If you’ve read the whole of Acts 10 you’ll know the story of God preparing Peter for this moment, but in these few verses at the end of the chapter, we hear the first rationale for what became the orthodox Christian answer. Basically what Peter says is, “There’s no point in refusing to recognise what God is obviously doing. If it is perfectly clear that God is pouring out the Holy Spirit on these non-Jews, then there’s no point in arguing over whether we can baptise them. God’s will is already clear. God accepts them. God is blessing them. And there’s no point trying to accuse God of not being a good Jew!!”

Now I’ve taken the long way round here of giving you a lightening tour of the biblical background to this debate, but the question is, what does it mean for us? I don’t think too many Christians are still arguing over whether gentiles can be Christian without becoming Jewish first. Surely the argument is long since over? True enough, it is. But it keeps coming back in various different guises, and so imprinting Peter’s solution on our minds is a useful defence against new heresies. Over and over again throughout the history of the world, Christian people have kept reverting to the idea of needing to maintain a pure group in order to honour God and every conceivable social boundary has been seen by someone as the limit of God’s love and grace. Over and over again it has been asserted that we need to maintain the purity of our faith by avoiding the contamination of some group or another. More often than not it has been a racial thing and we’ve seen a highly developed theological expression of it in South Africa in the not too distant past. But as Sorry Day reminded us this last week, it happened here too and the legacy of that still divides the Australian people.
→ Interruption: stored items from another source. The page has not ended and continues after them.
//! Pure, deterministic kernels for calendar queries and review comments.
//!
//! Nothing in this crate reads a clock or a locale. Callers pass `now` as an
//! epoch and inject the viewer timezone through [`Localizer`].

use std::fmt::{Display, Formatter};

use serde::{Deserialize, Serialize};
use time::{Date, Month, OffsetDateTime, PrimitiveDateTime, UtcOffset};

pub mod comments;
pub mod filter;
pub mod grid;
pub mod list;
pub mod range;
pub mod record;

pub use comments::{
    display_order_by_filename, group_and_order, Comment, CommentGroup, CommentGroups,
    CommentSortKey, Document, FixedState, StrayCommentPolicy,
};
pub use filter::{build_event_query, CancellationFilter, DisplayMode, EventQuery, FilterState};
pub use grid::{
    browse_uri, CalendarColor, CalendarEvent, ColorMode, DayCell, MonthGrid, MonthGridBuilder,
    OwnerColor, Palette,
};
pub use list::{build_event_list, EventListItem};
pub use range::{resolve_range, select_month_year, ResolvedRange};
pub use record::{EventStatus, OwnerDirectory, RawRecord};

/// Maximum number of code points kept when a description stands in for a title.
pub const MAX_SUMMARY_GLYPHS: usize = 64;

#[derive(Debug, Clone, thiserror::Error, Eq, PartialEq)]
pub enum KernelError {
    #[error("validation error: {0}")]
    Validation(String),
    #[error("configuration error: {0}")]
    Configuration(String),
}

#[derive(Debug, Clone, Serialize, Deserialize, Eq, PartialEq, Ord, PartialOrd, Hash)]
#[serde(transparent)]
pub struct OwnerId(pub String);

impl OwnerId {
    #[must_use]
    pub fn new(value: impl Into<String>) -> Self {
        Self(value.into())
    }

    #[must_use]
    pub fn as_str(&self) -> &str {
        &self.0
    }
}

impl Display for OwnerId {
    fn fmt(&self, f: &mut Formatter<'_>) -> std::fmt::Result {
        write!(f, "{}", self.0)
    }
}

#[derive(Debug, Clone, Copy, Serialize, Deserialize, Eq, PartialEq, Ord, PartialOrd, Hash)]
#[serde(transparent)]
pub struct RecordId(pub u64);

impl Display for RecordId {
    fn fmt(&self, f: &mut Formatter<'_>) -> std::fmt::Result {
        write!(f, "{}", self.0)
    }
}

#[derive(Debug, Clone, Copy, Serialize, Deserialize, Eq, PartialEq, Ord, PartialOrd, Hash)]
#[serde(transparent)]
pub struct DocumentId(pub u64);

impl Display for DocumentId {
    fn fmt(&self, f: &mut Formatter<'_>) -> std::fmt::Result {
        write!(f, "{}", self.0)
    }
}

#[derive(Debug, Clone, Copy, Serialize, Deserialize, Eq, PartialEq, Ord, PartialOrd, Hash)]
#[serde(transparent)]
pub struct CommentId(pub u64);

impl Display for CommentId {
    fn fmt(&self, f: &mut Formatter<'_>) -> std::fmt::Result {
        write!(f, "{}", self.0)
    }
}

/// Converts between epochs and the viewer's wall-clock calendar.
pub trait Localizer {
    /// Wall-clock date and time of `epoch` in the viewer timezone.
    ///
    /// # Errors
    /// Returns [`KernelError::Validation`] when `epoch` cannot be represented.
    fn local_datetime(&self, epoch: i64) -> Result<PrimitiveDateTime, KernelError>;

    /// Epoch of local midnight at the start of `date`.
    fn start_of_day(&self, date: Date) -> i64;

    /// Calendar date of `epoch` in the viewer timezone.
    ///
    /// # Errors
    /// Returns [`KernelError::Validation`] when `epoch` cannot be represented.
    fn local_date(&self, epoch: i64) -> Result<Date, KernelError> {
        Ok(self.local_datetime(epoch)?.date())
    }
}

impl Localizer for UtcOffset {
    fn local_datetime(&self, epoch: i64) -> Result<PrimitiveDateTime, KernelError> {
        let shifted = epoch.checked_add(i64::from(self.whole_seconds())).ok_or_else(|| {
            KernelError::Validation(format!("timestamp {epoch} overflows the viewer offset"))
        })?;
        let utc = OffsetDateTime::from_unix_timestamp(shifted).map_err(|err| {
            KernelError::Validation(format!("timestamp {epoch} is out of range: {err}"))
        })?;
        Ok(PrimitiveDateTime::new(utc.date(), utc.time()))
    }

    fn start_of_day(&self, date: Date) -> i64 {
        date.midnight().assume_utc().unix_timestamp() - i64::from(self.whole_seconds())
    }
}

/// A calendar month in the viewer's calendar.
#[derive(Debug, Clone, Copy, Eq, PartialEq, Hash)]
pub struct MonthYear {
    pub year: i32,
    pub month: Month,
}

impl MonthYear {
    /// Build from a 1-based month number.
    ///
    /// # Errors
    /// Returns [`KernelError::Validation`] when `month` is outside `1..=12`.
    pub fn new(year: i32, month: u8) -> Result<Self, KernelError> {
        let month = Month::try_from(month).map_err(|err| {
            KernelError::Validation(format!("month MUST be in 1..=12 (got {month}): {err}"))
        })?;
        Ok(Self { year, month })
    }

    /// Explicit navigation only applies when both parts are present.
    ///
    /// # Errors
    /// Returns [`KernelError::Validation`] when the month number is invalid.
    pub fn from_navigation(
        month: Option<u8>,
        year: Option<i32>,
    ) -> Result<Option<Self>, KernelError> {
        match (month, year) {
            (Some(month), Some(year)) => Self::new(year, month).map(Some),
            _ => Ok(None),
        }
    }

    #[must_use]
    pub fn of_date(date: Date) -> Self {
        Self { year: date.year(), month: date.month() }
    }

    #[must_use]
    pub fn month_number(self) -> u8 {
        u8::from(self.month)
    }

    /// The month after this one; December rolls into January of the next year.
    ///
    /// # Errors
    /// Returns [`KernelError::Validation`] when the next year does not fit in an `i32`.
    pub fn following(self) -> Result<Self, KernelError> {
        if self.month != Month::December {
            return Ok(Self { year: self.year, month: self.month.next() });
        }
        let year = self.year.checked_add(1).ok_or_else(|| {
            KernelError::Validation(format!("no month follows {}-12", self.year))
        })?;
        Ok(Self { year, month: Month::January })
    }

    /// # Errors
    /// Returns [`KernelError::Validation`] when the year is outside the supported range.
    pub fn first_day(self) -> Result<Date, KernelError> {
        Date::from_calendar_date(self.year, self.month, 1).map_err(|err| {
            KernelError::Validation(format!(
                "{}-{:02} is not a representable month: {err}",
                self.year,
                self.month_number()
            ))
        })
    }

    /// # Errors
    /// Returns [`KernelError::Validation`] when this or the following month is not representable.
    pub fn day_count(self) -> Result<u8, KernelError> {
        let first = self.first_day()?;
        let days = (self.following()?.first_day()? - first).whole_days();
        u8::try_from(days)
            .map_err(|err| KernelError::Validation(format!("invalid month length {days}: {err}")))
    }

    /// Local-midnight epochs of the first of this month and the first of the following month.
    ///
    /// # Errors
    /// Returns [`KernelError::Validation`] when either month is not representable.
    pub fn bounds<L: Localizer + ?Sized>(self, localizer: &L) -> Result<(i64, i64), KernelError> {
        let start = localizer.start_of_day(self.first_day()?);
        let end = localizer.start_of_day(self.following()?.first_day()?);
        Ok((start, end))
    }

    #[must_use]
    pub fn contains(self, date: Date) -> bool {
        date.year() == self.year && date.month() == self.month
    }
}

impl Display for MonthYear {
    fn fmt(&self, f: &mut Formatter<'_>) -> std::fmt::Result {
        write!(f, "{}-{:02}", self.year, self.month_number())
    }
}

/// Truncate to at most `max_glyphs` code points, ending with an ellipsis when cut.
#[must_use]
pub fn truncate_glyphs(text: &str, max_glyphs: usize) -> String {
    if text.chars().count() <= max_glyphs {
        return text.to_string();
    }
    if max_glyphs == 0 {
        return String::new();
    }
    let mut truncated = text.chars().take(max_glyphs - 1).collect::<String>();
    truncated.push('\u{2026}');
    truncated
}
The Christian defence against such heresies is to again and again invoke Peter’s simple reasoning. “Is there evidence that God’s Spirit is active among the people on the other side? Yes. Then pull down the barricades and welcome them.”

You don’t have to think too far before you begin seeing how this works itself out in more recent debates that have divided Christians. Can women be ordained as ministers of the gospel? Well, are there any women who show signs of having been called and gifted by God for such ministry? Yes. Then put aside the old rules and welcome the new things that God is doing! Can homosexual people be Christians without first being “cured” of their homosexuality? Well, are there any homosexual people who are growing in the gifts and fruits of the Holy Spirit? Yes. Then put aside the old rules and welcome the new things that God is doing!
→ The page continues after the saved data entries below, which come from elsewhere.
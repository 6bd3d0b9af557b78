//! Query builders and the retrieval boundary.
//!
//! - [`QueryBuilder`] - accumulates a [`QueryDescriptor`] and runs it
//! - [`LinkBuilder`] - accumulates a [`LinkDescriptor`] (a join), possibly nested
//! - [`FilterBuilder`] - accumulates a [`FilterExpression`] for criteria
//! - [`RetrievalPort`] - executes one page request; supplied by the caller
//! - [`Page`] - one page of results with its paging cookie

mod builder;
mod descriptor;
mod fetchxml;
mod filter;
mod link;
mod order;
mod page;
mod pages;
mod port;

pub use builder::QueryBuilder;
pub use descriptor::ColumnSet;
pub use descriptor::JoinKind;
pub use descriptor::LinkDescriptor;
pub use descriptor::PagingState;
pub use descriptor::QueryDescriptor;
pub use filter::ConditionExpression;
pub use filter::ConditionOperator;
pub use filter::FilterBuilder;
pub use filter::FilterExpression;
pub use filter::LogicalOperator;
pub use link::LinkBuilder;
pub use order::Direction;
pub use order::OrderExpression;
pub use page::Page;
pub use port::FromRecord;
pub use port::RetrievalPort;
//! Retrieval behaviour against a scripted in-memory port.

use std::collections::VecDeque;
use std::sync::Mutex;

use async_trait::async_trait;
use dataverse_query::FromRecord;
use dataverse_query::QueryBuilder;
use dataverse_query::RetrievalPort;
use dataverse_query::error::Error;
use dataverse_query::model::Record;
use dataverse_query::query::Page;
use dataverse_query::query::PagingState;
use dataverse_query::query::QueryDescriptor;
use futures::TryStreamExt;
use serde::Deserialize;
use simplelog::Config;
use simplelog::LevelFilter;
use simplelog::TestLogger;

#[derive(Debug, thiserror::Error)]
#[error("throttled")]
struct Throttled;

/// Replays scripted responses and records every request it receives.
#[derive(Default)]
struct ScriptedPort {
    responses: Mutex<VecDeque<Result<Page, Throttled>>>,
    requests: Mutex<Vec<QueryDescriptor>>,
}

impl ScriptedPort {
    fn new(responses: impl IntoIterator<Item = Result<Page, Throttled>>) -> Self {
        Self {
            responses: Mutex::new(responses.into_iter().collect()),
            requests: Mutex::new(Vec::new()),
        }
    }

    fn requests(&self) -> Vec<QueryDescriptor> {
        self.requests.lock().unwrap().clone()
    }

    /// (page number, cookie) of every request, in order.
    fn paging_log(&self) -> Vec<(u32, Option<String>)> {
        self.requests()
            .into_iter()
            .map(|q| (q.page_info.page_number, q.page_info.paging_cookie))
            .collect()
    }
}

#[async_trait]
impl RetrievalPort for ScriptedPort {
    async fn retrieve_page(&self, query: &QueryDescriptor) -> Result<Page, Error> {
        self.requests.lock().unwrap().push(query.clone());
        let next = self.responses.lock().unwrap().pop_front();
        match next {
            Some(Ok(page)) => Ok(page),
            Some(Err(err)) => Err(Error::retrieval(err)),
            None => Ok(Page::new(Vec::new())),
        }
    }
}

fn init_logging() {
    let _ = TestLogger::init(LevelFilter::Trace, Config::default());
}

fn account(name: &str) -> Record {
    Record::new("account").set("name", name)
}

fn names(records: &[Record]) -> Vec<&str> {
    records
        .iter()
        .map(|r| r.get_string("name").unwrap().unwrap())
        .collect()
}

/// Three pages of 2, 2 and 1 records.
fn three_pages() -> Vec<Result<Page, Throttled>> {
    vec![
        Ok(Page::new(vec![account("a1"), account("a2")])
            .with_more_records(true)
            .with_paging_cookie("cookie-1")),
        Ok(Page::new(vec![account("a3"), account("a4")])
            .with_more_records(true)
            .with_paging_cookie("cookie-2")),
        Ok(Page::new(vec![account("a5")]).with_paging_cookie("cookie-3")),
    ]
}

#[tokio::test]
async fn test_retrieve_issues_one_request_with_current_page() {
    init_logging();
    let port = ScriptedPort::new([Ok(Page::new(vec![account("b"), account("a")])
        .with_more_records(true)
        .with_paging_cookie("next"))]);

    let mut query = port.query("account");
    query
        .include_columns(["name"])
        .page_info(PagingState::new().with_page(4).with_cookie("c3"));

    let records: Vec<Record> = query.retrieve().await.unwrap();

    assert_eq!(names(&records), ["b", "a"]);
    assert_eq!(port.paging_log(), [(4, Some("c3".to_string()))]);
    assert_eq!(query.expression().page_info.page_number, 4);
    assert_eq!(query.expression().page_info.paging_cookie.as_deref(), Some("c3"));
}

#[tokio::test]
async fn test_retrieve_all_follows_cookies() {
    init_logging();
    let port = ScriptedPort::new(three_pages());
    let query = port.query("account");

    let records: Vec<Record> = query.retrieve_all().await.unwrap();

    assert_eq!(names(&records), ["a1", "a2", "a3", "a4", "a5"]);
    assert_eq!(
        port.paging_log(),
        [
            (1, None),
            (2, Some("cookie-1".to_string())),
            (3, Some("cookie-2".to_string())),
        ]
    );
}

#[tokio::test]
async fn test_retrieve_all_restores_paging_state() {
    init_logging();
    let mut responses = three_pages();
    responses.push(Ok(Page::new(vec![account("again")])));
    let port = ScriptedPort::new(responses);

    let mut query = port.query("account");
    query
        .page_info(PagingState::new().with_page(7).with_cookie("saved"))
        .total_record_count(true)
        .page_size(Some(2));

    let all: Vec<Record> = query.retrieve_all().await.unwrap();
    assert_eq!(all.len(), 5);

    let paging = &query.expression().page_info;
    assert_eq!(paging.page_number, 7);
    assert_eq!(paging.paging_cookie.as_deref(), Some("saved"));

    let single: Vec<Record> = query.retrieve().await.unwrap();
    assert_eq!(names(&single), ["again"]);

    let requests = port.requests();
    assert_eq!(requests.len(), 4);
    assert_eq!(requests[3].page_info.page_number, 7);
    assert_eq!(requests[3].page_info.paging_cookie.as_deref(), Some("saved"));
    // Everything but the position is carried into every page request.
    assert!(requests.iter().all(|q| q.page_info.return_total_record_count));
    assert!(requests.iter().all(|q| q.page_info.count == Some(2)));
}

#[tokio::test]
async fn test_retrieve_all_failure_discards_partial_results() {
    init_logging();
    let mut responses = three_pages();
    responses[1] = Err(Throttled);
    let port = ScriptedPort::new(responses);

    let mut query = port.query("account");
    query.page_info(PagingState::new().with_page(3).with_cookie("mine"));

    let err = query.retrieve_all::<Record>().await.unwrap_err();

    assert!(err.is_retrieval());
    assert!(err.retrieval_source().unwrap().downcast_ref::<Throttled>().is_some());
    assert_eq!(port.requests().len(), 2);
    assert_eq!(query.expression().page_info.page_number, 3);
    assert_eq!(query.expression().page_info.paging_cookie.as_deref(), Some("mine"));
}

#[tokio::test]
async fn test_retrieve_all_keeps_duplicates_across_pages() {
    init_logging();
    let port = ScriptedPort::new([
        Ok(Page::new(vec![account("dup")])
            .with_more_records(true)
            .with_paging_cookie("c1")),
        Ok(Page::new(vec![account("dup")])),
    ]);

    let records: Vec<Record> = port.query("account").retrieve_all().await.unwrap();
    assert_eq!(names(&records), ["dup", "dup"]);
}

#[tokio::test]
async fn test_pages_exposes_continuation_state() {
    init_logging();
    let port = ScriptedPort::new([
        Ok(Page::new(vec![account("a1")])
            .with_more_records(true)
            .with_paging_cookie("c1")
            .with_total_record_count(2)),
        Ok(Page::new(vec![account("a2")]).with_total_record_count(2)),
    ]);

    let query = port.query("account");
    let pages: Vec<Page<Record>> = query.pages::<Record>().try_collect().await.unwrap();

    assert_eq!(pages.len(), 2);
    assert!(pages[0].more_records());
    assert_eq!(pages[0].paging_cookie(), Some("c1"));
    assert_eq!(pages[1].total_record_count(), Some(2));
    assert!(!pages[1].more_records());
}

#[tokio::test]
async fn test_request_carries_links_and_flags() {
    init_logging();
    let port = ScriptedPort::default();

    let mut query = port.query("account");
    query
        .include_columns(["name"])
        .database_lock(true)
        .unique_records(true)
        .record_count(Some(25))
        .link(|link| {
            link.from_attribute("primarycontactid")
                .to_entity("contact")
                .to_attribute("contactid")
                .alias("pc");
        });

    let _: Vec<Record> = query.retrieve().await.unwrap();

    let sent = &port.requests()[0];
    assert!(!sent.no_lock);
    assert!(sent.distinct);
    assert_eq!(sent.top_count, Some(25));
    assert_eq!(sent.links.len(), 1);
    assert_eq!(sent.links[0].from_entity, "account");
    assert!(sent.to_fetchxml().contains(
        r#"<link-entity name="contact" from="contactid" to="primarycontactid" link-type="inner" alias="pc"></link-entity>"#
    ));
}

#[derive(Debug, Deserialize, PartialEq)]
struct Account {
    name: String,
}

impl FromRecord for Account {
    fn from_record(record: Record) -> Result<Self, Error> {
        record.deserialize_into()
    }
}

#[tokio::test]
async fn test_records_map_into_typed_results() {
    init_logging();
    let port = ScriptedPort::new([Ok(Page::new(vec![account("Contoso")]))]);

    let accounts: Vec<Account> = QueryBuilder::new(&port, "account").retrieve().await.unwrap();
    assert_eq!(
        accounts,
        [Account {
            name: "Contoso".to_string()
        }]
    );
}

#[tokio::test]
async fn test_mapping_failure_propagates() {
    init_logging();
    let port = ScriptedPort::new([Ok(Page::new(vec![Record::new("account").set("name", 5i32)]))]);

    let err = port.query("account").retrieve::<Account>().await.unwrap_err();
    assert!(matches!(err, Error::Json(_)));
}
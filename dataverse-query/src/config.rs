//! Query defaults

/// Defaults applied to every query a builder starts.
///
/// # Example
///
/// ```
/// use dataverse_query::QueryConfig;
///
/// let config = QueryConfig::default()
///     .with_page_size(500)
///     .with_total_record_count(true);
/// assert!(config.no_lock);
/// ```
#[derive(Debug, Clone, PartialEq, Eq)]
pub struct QueryConfig {
    /// Read without shared locks.
    ///
    /// Default: `true`
    pub no_lock: bool,

    /// Return only distinct rows.
    ///
    /// Default: `false`
    pub distinct: bool,

    /// Records per page. `None` leaves the page size to the platform
    /// (5000 on Dataverse).
    ///
    /// Default: `None`
    pub page_size: Option<u32>,

    /// Ask the platform for the total record count.
    ///
    /// Default: `false`
    pub return_total_record_count: bool,
}

impl Default for QueryConfig {
    fn default() -> Self {
        Self {
            no_lock: true,
            distinct: false,
            page_size: None,
            return_total_record_count: false,
        }
    }
}

impl QueryConfig {
    /// Creates a config with default values.
    pub fn new() -> Self {
        Self::default()
    }

    /// Sets the default locking behaviour.
    pub fn with_no_lock(mut self, no_lock: bool) -> Self {
        self.no_lock = no_lock;
        self
    }

    pub fn with_distinct(mut self, distinct: bool) -> Self {
        self.distinct = distinct;
        self
    }

    /// Sets the default page size.
    pub fn with_page_size(mut self, size: u32) -> Self {
        self.page_size = Some(size);
        self
    }

    pub fn with_total_record_count(mut self, flag: bool) -> Self {
        self.return_total_record_count = flag;
        self
    }
}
It’s a simple enough approach, and it’s obviously biblical, but don’t make the mistake of thinking that everyone will therefore welcome it as a way of sorting out our arguments!

Questions for thought and discussion.

• What groups of people does the church still tend to see as beyond the reach of God’s love and gracious acceptance? It might help to think about who are regarded as the “unsaved” or to ask what are the prerequisites for being accepted by God and who do we think isn’t meeting them.

• What are the grounds on which we tend to think of them as separated from God? In what way are those grounds similar to the old Jewish definitions of insiders and outsiders?

• What new sorts of questions might we ask in evaluating others in light of Peter’s solution to the “gentile problem”?

• In what ways might these new questions change the ways we think about “non-Christians” (eg. Buddhists) or “unorthodox Christians” (eg Mormons)?

• Would such changes be a threat to the integrity of the Christian faith? Why or why not?